Study suggests brain changes for astronauts traveling to Mars
11/16/16 Portland, Ore.
OHSU research provides insight for planning future deep-space missions
Long-term exposure to cosmic radiation could alter the brain and change behavior in astronauts bound for Mars, according to new research led by scientists at OHSU in Portland, Oregon.
The study, published online Oct. 24 in the journal BMC Genomics, used mice to test effects of radiation that go beyond concerns about cancer. Cosmic rays are formed when stars explode outside our solar system and are made of atoms stripped of their electrons moving at nearly the speed of light. Iron-56 ions, in particular, would be an unavoidable fact of life for astronauts on any future mission to Mars.
Researchers used mice to test both short- and long-term effects of radiation.
“Our results imply that the ability of astronauts to distinguish familiar environments from novel environments – and thus, their cognitive ability – is affected on long trips in deep space,” said senior author Jacob Raber, Ph.D., a professor of behavioral neuroscience in the OHSU School of Medicine.
The NASA-funded study suggests that astronauts may experience cognitive impairments that can affect a space mission. A better understanding of the underlying mechanisms might enable the development and testing of potential treatment options, Raber said.
“This study shows that space irradiation causes dose- and time-dependent epigenomic remodeling in the hippocampus that correlates with behavioral changes,” said first author Soren Impey, Ph.D., an associate professor of cell and developmental biology in the OHSU School of Medicine and member of the Oregon Stem Cell Center at OHSU.

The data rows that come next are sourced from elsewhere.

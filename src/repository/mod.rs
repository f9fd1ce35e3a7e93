//! Repository layer for SQLite persistence.
//!
//! Hand-written SQL over rusqlite. The offer store is the only resource
//! shared across concurrent scrape processes; every mutation is a
//! key-scoped insert or upsert whose check-and-write happens inside one
//! SQLite statement, so the insert-once policy holds under concurrency
//! without an external lock.

mod offer;
mod target;

pub use offer::{OfferRepository, ReconcileOutcome};
pub use target::TargetRepository;

use std::path::Path;

use chrono::{DateTime, Utc};
use rusqlite::Connection;
use thiserror::Error;

#[derive(Debug, Error)]
pub enum StoreError {
    #[error("database error: {0}")]
    Sqlite(#[from] rusqlite::Error),
    #[error("serialization error: {0}")]
    Json(#[from] serde_json::Error),
}

pub type Result<T> = std::result::Result<T, StoreError>;

/// Open a connection with the pragmas the multi-process pipeline needs.
pub(crate) fn connect(db_path: &Path) -> Result<Connection> {
    let conn = Connection::open(db_path)?;
    // Writers from sibling scrape processes wait instead of erroring
    conn.busy_timeout(std::time::Duration::from_secs(5))?;
    conn.pragma_update(None, "journal_mode", "WAL")?;
    Ok(conn)
}

/// Both repositories share one database file; the schema is created as a
/// whole whichever repository opens first.
pub(crate) fn init_schema(conn: &Connection) -> Result<()> {
    conn.execute_batch(
        r#"
        CREATE TABLE IF NOT EXISTS targets (
            product_id TEXT PRIMARY KEY,
            product_name TEXT NOT NULL,
            category TEXT,
            url TEXT NOT NULL,
            collection TEXT NOT NULL,
            added_at TEXT NOT NULL
        );

        CREATE TABLE IF NOT EXISTS offers (
            id INTEGER PRIMARY KEY AUTOINCREMENT,
            product_id TEXT NOT NULL,
            product_name TEXT NOT NULL,
            category TEXT,
            site TEXT NOT NULL,
            vendor_name TEXT NOT NULL,
            seller_nickname TEXT NOT NULL DEFAULT '',
            price REAL NOT NULL,
            source_url TEXT NOT NULL,
            rating REAL,
            review_count INTEGER,
            high_rating_count INTEGER,
            low_rating_count INTEGER,
            reviews TEXT NOT NULL DEFAULT '[]',
            scrape_ts TEXT NOT NULL
        );

        CREATE UNIQUE INDEX IF NOT EXISTS idx_offers_natural_key
            ON offers (product_id, site, vendor_name, seller_nickname);
        CREATE INDEX IF NOT EXISTS idx_offers_product
            ON offers (product_id);
    "#,
    )?;
    Ok(())
}

/// Parse a datetime string from the database, defaulting to Unix epoch on error.
pub fn parse_datetime(s: &str) -> DateTime<Utc> {
    DateTime::parse_from_rfc3339(s)
        .map(|dt| dt.with_timezone(&Utc))
        .unwrap_or(DateTime::UNIX_EPOCH)
}
//! Products tracked by the pipeline.

use serde::{Deserialize, Serialize};

/// A product to track, as stored in the targets file.
///
/// `product_id` is the de-duplication key across discovery runs. Targets
/// are never hard-deleted by the pipeline itself.
#[derive(Debug, Clone, PartialEq, Serialize, Deserialize)]
pub struct ProductTarget {
    pub product_id: String,
    pub product_name: String,
    #[serde(default)]
    pub category: Option<String>,
    /// Aggregator listing page URL.
    pub url: String,
    /// Logical namespace for the product's offers.
    #[serde(default = "default_collection")]
    pub collection: String,
}

fn default_collection() -> String {
    "e_ticaret_offers".to_string()
}

impl ProductTarget {
    pub fn new(product_id: &str, product_name: &str, category: Option<&str>, url: &str) -> Self {
        Self {
            product_id: product_id.to_string(),
            product_name: product_name.to_string(),
            category: category.map(|s| s.to_string()),
            url: url.to_string(),
            collection: default_collection(),
        }
    }
}

#[cfg(test)]
mod tests {
    use super::*;

    #[test]
    fn collection_defaults_when_missing() {
        let raw = r#"{
            "product_id": "gunes_kremi_50ml",
            "product_name": "Güneş Kremi 50ml",
            "category": "Gunes Kremi",
            "url": "https://www.akakce.com/x.html"
        }"#;
        let target: ProductTarget = serde_json::from_str(raw).unwrap();
        assert_eq!(target.collection, "e_ticaret_offers");
    }
}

As described in a video animation commissioned by the journal, the study found that mice receiving certain doses of cosmic radiation had trouble recognizing new objects in their environments two weeks later. Interestingly, the memory deficit disappeared when the mice were tested at 20 weeks and didn’t follow a typical dose response. The problem was apparent at the lowest and highest doses but not at the intermediate dose.
After radiation, the scientists examined mouse epigenomes – the layer of chemical tags on top of the genome that controls which genes get turned on and off. They found changes – some short-lived, others longer-lasting – to many genes’ methylation status. One of these offered a clue as to why the memory problems weren’t entirely dependent on dose: Compared to the low-dose mice, the intermediate-dose mice had higher levels of a particular epigenetic marker that was associated with increased expression of synapse-related genes that might be involved in repair.
The findings suggest that animals receiving the intermediate dose didn’t suffer memory problems because the brain kicked into gear and healed itself via epigenetic changes. The lower dose wasn’t strong enough to trigger a meaningful response, but was still damaging enough to elicit the cognitive deficit.
“Unfortunately, the low dose is likely to be the level the astronauts would receive on a mission to Mars,” said co-author Mitchell Turker, Ph.D., professor of occupational health sciences and molecular and medical genetics in the OHSU School of Medicine.
Future work into how these brain changes occur could help scientists find ways of monitoring and protecting astronauts in future deep-space missions.
This research was supported by NASA grant NNJ12ZSA001N.
Oregon Health & Science University is a nationally prominent research university and Oregon’s only public academic health center. It serves patients throughout the region with a Level 1 trauma center and nationally recognized Doernbecher Children’s Hospital. OHSU operates dental, medical, nursing and pharmacy schools that rank high both in research funding and in meeting the university’s social mission. OHSU’s Knight Cancer Institute helped pioneer personalized medicine through a discovery that identified how to shut down cells that enable cancer to grow without harming healthy ones. OHSU Brain Institute scientists are nationally recognized for discoveries that have led to a better understanding of Alzheimer’s disease and new treatments for Parkinson’s disease, multiple sclerosis and stroke. OHSU’s Casey Eye Institute is a global leader in ophthalmic imaging, and in clinical trials related to eye disease.